User Wish List
This page contains users's wish lists for features and functionality in future versions of OpenGL. It should not in any way be taken as an endorsement by the ARB, nor should it be assumed that any future version of OpenGL will have these or anything like them. The order of these features is arbitrary.
GPU-specific off-screen context creation
Description: The ability to create rendering contexts for different GPUs, particularly for off-screen rendering. GL_AMD_GPU_association might be a good example for this.
Benefit: Improved parallelism.
Offline GLSL shader compilation.
Description: Tool or library for offline compilation of GLSL shaders. This would compile into a standartized bytecode-like format (like D3D does). A standartized cross-platform shader binary format would be needed, related to GL_ARB_get_program_binary.
Benefit: A quality offline compiler that does a known set of optimizations would remove a big failure point in existing OpenGL implementations (you never know if GLSL compiler in the driver has some parsing bugs; or whether it performs common cross-platform optimizations at all). On some platforms (mostly mobile), having full robust compiler in the driver could even be prohibitive (a megabyte or so of code).

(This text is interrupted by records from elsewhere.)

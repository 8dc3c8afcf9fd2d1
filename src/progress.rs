//! Polling-based monitoring of driver sessions
//!
//! A driver publishes a [`Progress`] snapshot after each transition of its
//! session. Monitoring code which does not need to synchronize with the
//! driver, but only to periodically look at where it stands, reads the latest
//! snapshot through a triple buffer. Neither side ever blocks the other.

use triple_buffer::{Input, Output, TripleBuffer};


/// Lifecycle of a driver session
#[derive(Clone, Copy, Debug, PartialEq, Eq)]
pub enum SessionState {
    /// No operation was invoked yet
    Idle,
    Running,
    Completed,
    Failed,
    Cancelled,
}


/// Snapshot of a driver session
#[derive(Clone, Copy, Debug, PartialEq, Eq)]
pub struct Progress {
    /// Number of operations invoked so far
    pub invoked: usize,

    /// Number of operations whose result (or failure) was observed
    pub observed: usize,

    /// Operations invoked, but not observed yet
    pub in_flight: usize,

    /// Highest value `in_flight` ever reached during the session
    pub max_in_flight: usize,

    pub state: SessionState,
}
//
impl Default for Progress {
    fn default() -> Self {
        Progress {
            invoked: 0,
            observed: 0,
            in_flight: 0,
            max_in_flight: 0,
            state: SessionState::Idle,
        }
    }
}


/// Build a connected reporter/monitor pair
pub fn channel() -> (ProgressReporter, ProgressMonitor) {
    let initial = Progress::default();
    let (input, output) = TripleBuffer::new(&initial).split();
    (
        ProgressReporter { current: initial, input },
        ProgressMonitor { output },
    )
}


/// Driver-side interface, used to publish progress updates
pub struct ProgressReporter {
    /// Local copy of the last published snapshot
    current: Progress,

    /// New snapshots will be sent through this triple buffer
    input: Input<Progress>,
}
//
impl ProgressReporter {
    /// Record that an operation was invoked
    pub fn invoked(&mut self) {
        let p = &mut self.current;
        p.invoked += 1;
        p.in_flight += 1;
        p.max_in_flight = p.max_in_flight.max(p.in_flight);
        p.state = SessionState::Running;
        self.publish();
    }

    /// Record that the result of an in-flight operation was observed
    pub fn observed(&mut self) {
        let p = &mut self.current;
        debug_assert!(p.in_flight > 0);
        p.observed += 1;
        p.in_flight = p.in_flight.saturating_sub(1);
        self.publish();
    }

    /// Record the final state of the session
    pub fn finish(&mut self, state: SessionState) {
        self.current.state = state;
        self.publish();
    }

    /// Last published snapshot
    pub fn snapshot(&self) -> Progress {
        self.current
    }

    fn publish(&mut self) {
        self.input.write(self.current);
    }
}


/// Monitor-side interface, used to poll the latest snapshot
pub struct ProgressMonitor {
    /// Current progress will be read through this triple buffer
    output: Output<Progress>,
}
//
impl ProgressMonitor {
    /// Access the latest published snapshot
    pub fn latest(&mut self) -> Progress {
        *self.output.read()
    }
}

Description: This is a synthesis of several proposals, but the basic idea is to be able to do things that don't directly involve rendering in a separate thread. Compiling/linking programs, uploading textures, etc.
Benefit: Better performance.
Description: A comprehensive OpenGL conformance test. One that can be run on various OpenGL implementations to test for driver bugs and the like.
Benefit: A benchmark for IHVs to work towards in making sure their drivers do not have certain bugs.
Description: A profile of OpenGL that exposes debugging information, such as logs of calls and so forth.
Benefit: Makes OpenGL easier to debug.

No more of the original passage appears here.